Perhaps I am misunderstanding what you are saying ?
If it bother you just be General in your spot description..


----------



## stonemason (Aug 4, 2006)

i agree. private property or some honey hole that you have to climb fences and trees to get to, i understand, but not wanting to tell someone that you caught a fish at a public beach, pier, etc is stupid.


----------



## scavengerj (Sep 10, 2007)

*I guess....*

thats why I enjoy this site moreso  Open discussions about places. I just can't see what the big deal is about discussing well known, public places. I guess it is the "clique" thing sometimes. Especially when it come to places such as the Delmar area. Ain't like there are any real "secrete" spots. Maybe holes and such but, anyone putting in some time and learning will find them eventually. Yes, I hunt the public lands just not tellin' ya where I hung my stand and pulled out the 10 pointer


----------



## okimavich (Nov 13, 2006)

You should only discuss your secret spot with your wife. 














IMHO


----------



## Railroader (Apr 13, 2005)

This is a real "hot button" with me...

It was just a few years back, that I had NEVER even dropped a line in Saltwater. I was the guy with the Zebco 808 on the white rod, with the big metal armed fish frightener rig...

It was because of sites like this one, and many people I've met and fished with, that thankfully did not have the "my spot" attitude, that I have the success that I do....

You all know that I fish a whole lot, and post a whole lot of pretty detailed reports, most of the time with background pics...

I have yet to EVER have to compete with ANYONE that had his arse parked in one of "MY" spots...

I will continue to post my reports, and give detailed info as to location, bait, technique, etc. because people did it for me, when I was a rookie....For that I'm grateful, because I've gained so much in such a short time in this hobby.

This is what promotes our sport, people, and makes it fun. Those who like to post "witness protection" photos, and speak in cryptic code, are helping no one. Newbies that see these posts are not impressed with your Jedi Powers, either.

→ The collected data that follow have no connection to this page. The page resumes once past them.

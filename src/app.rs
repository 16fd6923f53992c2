use std::sync::Arc;
use tokio::net::TcpListener;
use tokio::task::JoinHandle;
use tower_http::trace::TraceLayer;
use tracing::info;

use crate::api::{create_router, AppState};
use crate::config::Config;
use crate::template::DailyTemplate;

/// Running web front end for the report generator
pub struct Application {
    pub server_handle: JoinHandle<Result<(), std::io::Error>>,
    pub local_addr: std::net::SocketAddr,
}

impl Application {
    /// Load the document skeleton, bind the listener and spawn the server.
    pub async fn build(config: Config) -> Result<Self, Box<dyn std::error::Error>> {
        info!("Initializing application components");
        info!("Daily reports are written under {}", config.output_dir.display());

        let state = AppState {
            template: Arc::new(DailyTemplate::default()),
            output_dir: config.output_dir.clone(),
            max_upload_bytes: config.max_upload_bytes,
        };
        let app = create_router(state).layer(TraceLayer::new_for_http());

        let addr = config.server_addr();
        let listener = TcpListener::bind(&addr).await?;
        let local_addr = listener.local_addr()?;
        info!("Starting HTTP server on {}", local_addr);

        let server_handle = tokio::spawn(async move { axum::serve(listener, app).await });

        Ok(Self {
            server_handle,
            local_addr,
        })
    }

    /// Run until the server stops.
    pub async fn run_until_stopped(self) -> Result<(), Box<dyn std::error::Error>> {
        self.server_handle.await??;
        Ok(())
    }
}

What's impressive, is a Jedi Fisherman that is eager to help someone else become proficient in the ways of The Force......


----------



## TreednNC (Jul 1, 2005)

Touchy subject. It doesn't bother me to tell where I caught mine, bc when I do report, it's after I get back home and not able to fish the salt for a few months. It's a personal choice for me. I try to get a read on people before I blab an exact spot. I don't want to give an exact spot to some ungracious soul, whom may never return the favor. Call me selffish


----------



## OBXFISHN (Oct 8, 2007)

On Hatteras most people know the 'secret' spots. If they don't, they only have to ask at any tackle shop. :fishing:

Even with exact locations and GPS coordinates, the fishing changes from hour to hour with tides, wind and water temperature. You may limit out one hour and get skunked the next. Also there's casting involved. Sometimes the fish are in the wash and other times they're out of reach for any who can't lob a bait over 100 yards into the wind and rain. (I'm not one of them. ) 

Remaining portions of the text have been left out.